Skip to content
New issue

Have a question about this project? Sign up for a free GitHub account to open an issue and contact its maintainers and the community.

By clicking “Sign up for GitHub”, you agree to our terms of service and privacy statement. We’ll occasionally send you account related emails.

Already on GitHub? Sign in to your account

Different aggregation groups can share the same nflog #3808

Open
grobinson-grafana opened this issue Apr 15, 2024 · 4 comments
Open

Different aggregation groups can share the same nflog #3808

grobinson-grafana opened this issue Apr 15, 2024 · 4 comments

Comments

@grobinson-grafana
Copy link
Contributor

What did you do?

In certain cases, it is possible for two (or more) different aggregation groups to share an nflog. The conditions for this to happen are the following:

  1. There must be at least two routes with the same matchers and group labels (group_by).
  2. At least one of the routes must have continue: true.
  3. Both routes must use the same receivers.

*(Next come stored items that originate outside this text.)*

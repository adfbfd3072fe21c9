//! Pure rendering logic - no I/O, no async, no side effects.
//!
//! This crate provides:
//! - The render data model (payload, island context, island response)
//! - HTML document assembly from ordered fragment lists
//! - Head tag extraction for island consumers
//! - Client manifest fragment rendering (preloads, styles, scripts)
//! - Runtime configuration and the hydration state serializer
//!
//! # Example
//!
//! ```
//! use strata_core::{normalize_chunks, render_html_document, HtmlContext};
//!
//! let html = HtmlContext {
//!     html_attrs: vec![r#"lang="en""#.to_string()],
//!     head: normalize_chunks([Some(" <title>T</title> ")]),
//!     body: vec!["<div>X</div>".to_string()],
//!     ..Default::default()
//! };
//!
//! assert_eq!(
//!     render_html_document(&html),
//!     r#"<!DOCTYPE html><html lang="en"><head><title>T</title></head><body ><div>X</div></body></html>"#
//! );
//! ```

pub mod config;
pub mod document;
mod error;
pub mod island;
pub mod loose;
pub mod manifest;
pub mod payload;
pub mod serializer;
pub mod tags;

pub use config::{build_assets_url, AppConfig, RuntimeConfig};
pub use document::{normalize_chunks, render_html_document, HtmlContext};
pub use error::{CoreError, Result};
pub use island::{
    decode_props, resolve_island_context, strip_html_comments, IslandContext, IslandFormat,
    IslandParams, IslandResponse, ISLAND_MARKER, ISLAND_TELEPORT,
};
pub use loose::decode_loose;
pub use manifest::{ClientManifest, ManifestChunk, RenderedAssets};
pub use payload::{Payload, PayloadError, RenderedMeta, ERROR_MARKER};
pub use serializer::{render_state_script, JsonStateSerializer, StateSerializer, STATE_GLOBAL};
pub use tags::{extract_html_tags, HtmlAttrs, HtmlTag};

For example, take the following configuration:

receivers:
  - name: test1
    webhook_configs:
      - url: http://127.0.0.1:8080/test1
  - name: test2
    webhook_configs:
      - url: http://127.0.0.1:8080/test2
route:
  receiver: test1
  group_wait: 15s
  group_interval: 30s
  routes:
    - continue: true
      receiver: test1
      matchers:
      - foo=bar
    - continue: true
      receiver: test1
      matchers:
      - foo=bar

This configuration meets all of the requirements to share an nflog.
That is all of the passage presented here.